Crítica de humor en el Festival de Viña: Sergio Freire, un show sin electricidad
Se llevó dos gaviotas, demostró su soltura para bailar diferentes estilos, pero su show nunca tuvo ese golpe humorístico, ese chiste impactante, que pasa a la historia. El show no fue un paso en falso, pero tampoco fue una noche eléctrica. Fue simplemente correcta. Como quien trabaja para cumplir y no para descollar.
Del elenco original de El Club de la Comedia, Sergio Freire siempre fue el integrante silencioso. Una especie de, con sus lógicas diferencias, lo que significó George Harrison para Los Beatles. Aunque protagonizaba algunos de los sketches más recordados de ese programa como El Encuestador y sus participaciones eran divertidas, quedaba opacado en el recuerdo masivo por el carisma superior de otros compañeros.
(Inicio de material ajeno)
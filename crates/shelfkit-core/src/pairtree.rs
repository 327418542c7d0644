//! Pair-tree path derivation from item barcodes.
//!
//! A barcode maps to a library prefix followed by 2-character directory
//! segments, e.g. `36105123456` -> `36105/12/34/56` and `ABC123456` ->
//! `ABC/12/34/56`. Barcodes shorter than the expected length are truncated
//! rather than rejected: the segments are built from whatever characters
//! are present.
//!
//! The empty barcode is rejected, as is any barcode containing `/`, `\` or
//! NUL, since the result would not stay inside the tree. Non-UTF-8 input
//! reaching [`pair_tree_os`] is rejected too.

use std::ffi::OsStr;
use std::path::PathBuf;

use crate::error::{ShelfError, ShelfResult};

/// Library prefix whose barcodes carry a 5-character prefix segment.
pub const LONG_LIBRARY_PREFIX: &str = "36105";

const SHORT_PREFIX_LEN: usize = 3;
const BODY_LEN: usize = 6;
const SEGMENT_LEN: usize = 2;

/// Derive the pair-tree directory path for a barcode.
pub fn pair_tree(barcode: &str) -> ShelfResult<PathBuf> {
    if barcode.is_empty() {
        return Err(ShelfError::invalid_argument("barcode must not be empty"));
    }
    if barcode.contains(['/', '\\', '\0']) {
        return Err(ShelfError::invalid_argument(format!(
            "barcode {barcode:?} contains a path separator or NUL"
        )));
    }

    let chars: Vec<char> = barcode.chars().collect();
    let prefix_len = if barcode.starts_with(LONG_LIBRARY_PREFIX) {
        LONG_LIBRARY_PREFIX.len()
    } else {
        SHORT_PREFIX_LEN.min(chars.len())
    };

    let (prefix, rest) = chars.split_at(prefix_len);
    let body = &rest[..BODY_LEN.min(rest.len())];

    let mut path: PathBuf = prefix.iter().collect::<String>().into();
    for segment in body.chunks(SEGMENT_LEN) {
        path.push(segment.iter().collect::<String>());
    }
    Ok(path)
}

/// Derive the pair-tree path for a barcode that may not be valid UTF-8.
pub fn pair_tree_os(barcode: &OsStr) -> ShelfResult<PathBuf> {
    let barcode = barcode.to_str().ok_or_else(|| {
        ShelfError::invalid_argument(format!(
            "barcode {} is not valid UTF-8",
            barcode.to_string_lossy()
        ))
    })?;
    pair_tree(barcode)
}

#[cfg(test)]
mod tests {
    use super::*;
    use std::path::Path;

    #[test]
    fn test_long_prefix_barcode() {
        assert_eq!(
            pair_tree("36105123456").unwrap(),
            Path::new("36105/12/34/56")
        );
    }

    #[test]
    fn test_short_prefix_barcode() {
        assert_eq!(pair_tree("ABC123456").unwrap(), Path::new("ABC/12/34/56"));
    }

    #[test]
    fn test_characters_past_the_body_are_ignored() {
        assert_eq!(
            pair_tree("36105123456789").unwrap(),
            Path::new("36105/12/34/56")
        );
        assert_eq!(pair_tree("ABC123456XYZ").unwrap(), Path::new("ABC/12/34/56"));
    }

    #[test]
    fn test_prefix_must_match_exactly() {
        // "36104" is not the long prefix, so only 3 characters form the prefix.
        assert_eq!(pair_tree("36104123456").unwrap(), Path::new("361/04/12/34"));
    }

    #[test]
    fn test_short_barcodes_truncate() {
        assert_eq!(pair_tree("A").unwrap(), Path::new("A"));
        assert_eq!(pair_tree("ABC").unwrap(), Path::new("ABC"));
        assert_eq!(pair_tree("ABC1234").unwrap(), Path::new("ABC/12/34"));
        assert_eq!(pair_tree("ABC12345").unwrap(), Path::new("ABC/12/34/5"));
        assert_eq!(pair_tree("36105").unwrap(), Path::new("36105"));
        assert_eq!(pair_tree("361051").unwrap(), Path::new("36105/1"));
    }

    #[test]
    fn test_multibyte_characters_are_counted_as_characters() {
        assert_eq!(pair_tree("ÄBC1é3456").unwrap(), Path::new("ÄBC/1é/34/56"));
    }

    #[test]
    fn test_invalid_barcodes_are_rejected() {
        for barcode in ["", "AB/123456", "AB\\12", "AB\0C"] {
            let err = pair_tree(barcode).unwrap_err();
            assert!(
                matches!(err, ShelfError::InvalidArgument(_)),
                "expected InvalidArgument for {barcode:?}"
            );
        }
    }

    #[test]
    fn test_os_str_input() {
        assert_eq!(
            pair_tree_os(OsStr::new("36105123456")).unwrap(),
            Path::new("36105/12/34/56")
        );
    }

    #[test]
    #[cfg(unix)]
    fn test_non_utf8_input_is_invalid_argument() {
        use std::os::unix::ffi::OsStrExt;

        let raw = OsStr::from_bytes(b"AB\xFFC123456");
        let err = pair_tree_os(raw).unwrap_err();
        assert!(matches!(err, ShelfError::InvalidArgument(_)));
    }
}
//! Main CLI parser and top-level argument handling.

use std::path::PathBuf;

use clap::Parser;

use crate::commands::Commands;

/// Command-line interface for moving and unpacking archived items.
#[derive(Parser)]
#[command(name = "shelfkit")]
#[command(about = "Transfer, decrypt, unpack and archive items stored in pair-tree layouts")]
#[command(version)]
pub struct Cli {
    /// JSON file naming the external tools to use
    #[arg(long = "config", global = true, env = "SHELFKIT_CONFIG")]
    pub config: Option<PathBuf>,

    /// Enable verbose/debug output
    #[arg(short = 'v', long = "verbose", global = true)]
    pub verbose: bool,

    #[command(subcommand)]
    pub command: Option<Commands>,
}
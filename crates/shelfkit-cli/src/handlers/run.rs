//! Run command handler.

use std::io::Write;

use anyhow::Result;

use crate::bootstrap::CliContext;

/// Run a raw shell command and echo its standard output unchanged.
pub fn execute(ctx: &CliContext, command: &str) -> Result<()> {
    let stdout = ctx.ops().run_shell(command)?;
    let mut out = std::io::stdout().lock();
    out.write_all(stdout.as_bytes())?;
    out.flush()?;
    Ok(())
}
//! Subcommands, one per file operation.

use std::ffi::OsString;
use std::path::PathBuf;

use clap::Subcommand;

/// Available shelfkit commands.
#[derive(Subcommand)]
pub enum Commands {
    /// Check that the configured external tools are installed
    CheckDeps,

    /// Run a shell command and print its output
    Run {
        /// Complete shell command line (quote it as one argument)
        command: String,
    },

    /// Print the pair-tree path for a barcode
    Pairtree {
        /// Item barcode (e.g. "36105123456")
        barcode: OsString,
    },

    /// Copy an item between directories or hosts with rsync
    Transfer {
        /// File or directory name inside SOURCE_DIR
        name: String,
        /// Source directory, optionally "host:/path"
        source_dir: String,
        /// Destination directory (must be local for the copy to be verified)
        dest_dir: String,
    },

    /// Decrypt a gpg-encrypted archive inside a directory
    Decrypt {
        /// Directory holding the encrypted file
        dir: PathBuf,
        /// Encrypted file name
        encrypted: String,
        /// Name for the decrypted file
        decrypted: String,
        /// Passphrase (visible to other local users while gpg runs)
        #[arg(long, env = "SHELFKIT_PASSPHRASE", hide_env_values = true)]
        passphrase: String,
    },

    /// Extract a .tar.gz archive into a directory
    Unpack {
        /// Directory holding the archive
        source_dir: PathBuf,
        /// Archive file name
        archive: String,
        /// Directory to extract into (created if missing)
        dest_dir: PathBuf,
    },

    /// Create a tar archive of a file or directory
    Pack {
        /// File or directory to archive
        source: PathBuf,
        /// Archive path (defaults to SOURCE with ".tar" appended)
        #[arg(long)]
        dest: Option<PathBuf>,
    },
}

#[cfg(test)]
mod tests {
    use crate::Cli;
    use crate::commands::Commands;
    use clap::Parser;
    use std::path::PathBuf;

    #[test]
    fn test_transfer_accepts_remote_locations() {
        let cli = Cli::parse_from([
            "shelfkit",
            "transfer",
            "36105123456.tar.gz.gpg",
            "archive-host:/outgoing",
            "/srv/incoming",
        ]);
        match cli.command {
            Some(Commands::Transfer {
                name,
                source_dir,
                dest_dir,
            }) => {
                assert_eq!(name, "36105123456.tar.gz.gpg");
                assert_eq!(source_dir, "archive-host:/outgoing");
                assert_eq!(dest_dir, "/srv/incoming");
            }
            _ => panic!("expected transfer"),
        }
    }

    #[test]
    fn test_decrypt_takes_passphrase_flag() {
        let cli = Cli::parse_from([
            "shelfkit",
            "decrypt",
            "/srv/incoming",
            "item.tar.gz.gpg",
            "item.tar.gz",
            "--passphrase",
            "pw",
        ]);
        match cli.command {
            Some(Commands::Decrypt { dir, passphrase, .. }) => {
                assert_eq!(dir, PathBuf::from("/srv/incoming"));
                assert_eq!(passphrase, "pw");
            }
            _ => panic!("expected decrypt"),
        }
    }

    #[test]
    fn test_pack_dest_is_optional() {
        let cli = Cli::parse_from(["shelfkit", "pack", "/srv/items/ABC123456"]);
        assert!(matches!(
            cli.command,
            Some(Commands::Pack { dest: None, .. })
        ));

        let cli = Cli::parse_from(["shelfkit", "pack", "item", "--dest", "host:item.tar"]);
        match cli.command {
            Some(Commands::Pack { dest, .. }) => {
                assert_eq!(dest, Some(PathBuf::from("host:item.tar")));
            }
            _ => panic!("expected pack"),
        }
    }
}
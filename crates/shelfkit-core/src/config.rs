//! Tool configuration.
//!
//! Names the external programs the file operations invoke. All fields
//! default to the usual program names so an empty JSON object is a valid
//! configuration.

use std::fs;
use std::path::Path;

use serde::{Deserialize, Serialize};

use crate::error::{ShelfError, ShelfResult};

/// Default remote-copy program.
pub const DEFAULT_COPY_PROGRAM: &str = "rsync";

/// Default remote shell used by the copy program.
pub const DEFAULT_REMOTE_SHELL: &str = "ssh";

/// Default decryption program.
pub const DEFAULT_DECRYPT_PROGRAM: &str = "gpg";

/// Default archive program.
pub const DEFAULT_ARCHIVE_PROGRAM: &str = "tar";

/// External programs used by [`FileOps`](crate::FileOps).
#[derive(Debug, Clone, Serialize, Deserialize, PartialEq, Eq)]
#[serde(default)]
pub struct ToolConfig {
    /// Recursive, attribute-preserving copy tool (`rsync`).
    pub copy_program: String,
    /// Transport handed to the copy tool via `-e` (`ssh`).
    pub remote_shell: String,
    /// Decryption tool (`gpg`).
    pub decrypt_program: String,
    /// Archive tool used for both extraction and creation (`tar`).
    pub archive_program: String,
}

impl Default for ToolConfig {
    fn default() -> Self {
        Self {
            copy_program: DEFAULT_COPY_PROGRAM.to_string(),
            remote_shell: DEFAULT_REMOTE_SHELL.to_string(),
            decrypt_program: DEFAULT_DECRYPT_PROGRAM.to_string(),
            archive_program: DEFAULT_ARCHIVE_PROGRAM.to_string(),
        }
    }
}

impl ToolConfig {
    /// Load and validate a configuration from a JSON file.
    pub fn load(path: &Path) -> ShelfResult<Self> {
        let content = fs::read_to_string(path).map_err(|e| ShelfError::Config {
            path: path.to_path_buf(),
            reason: e.to_string(),
        })?;
        Self::from_json(&content).map_err(|e| match e {
            ShelfError::Config { reason, .. } => ShelfError::Config {
                path: path.to_path_buf(),
                reason,
            },
            other => other,
        })
    }

    /// Parse and validate a configuration from JSON text.
    pub fn from_json(content: &str) -> ShelfResult<Self> {
        let config: Self = serde_json::from_str(content).map_err(|e| ShelfError::Config {
            path: "<inline>".into(),
            reason: e.to_string(),
        })?;
        validate_config(&config).map_err(|reason| ShelfError::Config {
            path: "<inline>".into(),
            reason,
        })?;
        Ok(config)
    }
}

/// Check that every configured program name is usable.
pub fn validate_config(config: &ToolConfig) -> Result<(), String> {
    let fields = [
        ("copy_program", &config.copy_program),
        ("remote_shell", &config.remote_shell),
        ("decrypt_program", &config.decrypt_program),
        ("archive_program", &config.archive_program),
    ];

    for (name, value) in fields {
        if value.trim().is_empty() {
            return Err(format!("{name} cannot be empty"));
        }
    }
    Ok(())
}
//! CLI-specific error types and exit-code mapping.

use shelfkit_core::ShelfError;
use thiserror::Error;

/// Errors raised by the CLI itself rather than by a core operation.
#[derive(Debug, Error)]
pub enum CliError {
    /// Required tools are not installed.
    #[error("Missing required tools: {}", .0.join(", "))]
    MissingTools(Vec<String>),
}

impl CliError {
    pub const fn exit_code(&self) -> i32 {
        match self {
            Self::MissingTools(_) => 69,
        }
    }
}

/// Exit code for an error returned by a command handler.
///
/// Exit codes follow sysexits.h where one fits:
/// - 1: General error, failed post-condition
/// - 64: Invalid arguments (EX_USAGE)
/// - 69: Required tool unavailable (EX_UNAVAILABLE)
/// - 71: External command failed (EX_OSERR)
/// - 74: IO error (EX_IOERR)
/// - 78: Configuration error (EX_CONFIG)
pub fn exit_code(err: &anyhow::Error) -> i32 {
    if let Some(cli) = err.downcast_ref::<CliError>() {
        return cli.exit_code();
    }
    match err.downcast_ref::<ShelfError>() {
        Some(ShelfError::CommandFailed { .. } | ShelfError::Spawn { .. }) => 71,
        Some(ShelfError::InvalidArgument(_)) => 64,
        Some(ShelfError::Io { .. }) => 74,
        Some(ShelfError::Config { .. }) => 78,
        Some(ShelfError::PostconditionFailed { .. }) | None => 1,
    }
}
El programa cumplió su ciclo vital y Freire permaneció en la ruta. Tenía una virtud que, en su época de mayor popularidad, lo distanciaba de los colegas de su ex espacio. Era el único que hablaba distinto y que no se había mimetizado como el resto. Ese singular factor lo llevó a su segunda presentación en la Quinta Vergara. No quiso hacer lo mismo que sus colegas de días anteriores. Ingresó al escenario con una coreografía que hubiese sido aplaudida por Jorge Pedreros, con un elenco de baile y el comediante protagonizando un tema de inspiración funk. Un buen detalle para darle más trascendencia a su show.
En su debut en Viña, hace seis años, el cómico triunfó, pero el stand up tenía otros ritmos. Era más pausado, sin aceleraciones y con historias que podrían durar fácilmente tres minutos. Hoy, el humor, como la propia vida, es más inmediato. El público exige más.
Pero Freire funciona en sus propios tiempos. Como un viejo crack del stand up. Buen contador de historias, con el oficio que dan los años en su profesión, sabe tocar las teclas del público para mantenerlo alerta y expectante. Pero también, a veces, ralentiza demasiado su actuación y la tensión se aleja como sucedió con la presencia de sus colegas Juan Pablo Flores y Rodrigo Salinas emulando a dos empresarios sin escrúpulos. Era una escena equivocada. Más bien, parecía un sketch televisivo –bueno, el festival de Viña es un programa de televisión- previsible y excesivamente noventero que un diálogo para representar en la Quinta Vergara. El auditorio, con una nutrida cantidad de sub 40, celebró el reencuentro de tres ex compañeros. Pero no río de forma desaforada y sincera.
También tuvo sus momentos. Hasta ahora, es el único que hizo chistes políticos –una veta poco explorada por los comediantes actuales-. Se burló de la ex alcaldesa Virginia Reginato y el millonario déficit en su administración, imaginó a uno de los nueve hijos de Kast como un rebelde que escuchaba a Illapu y le pegó un palo a Ricardo Lagos por la concesión de las carreteras.
Se llevó dos gaviotas, demostró su soltura para bailar diferentes estilos, pero su show nunca tuvo ese golpe humorístico, ese chiste impactante, que pasa a la historia. El show no fue un paso en falso, pero tampoco fue una noche eléctrica. Fue simplemente correcta. Como quien trabaja para cumplir y no para descollar.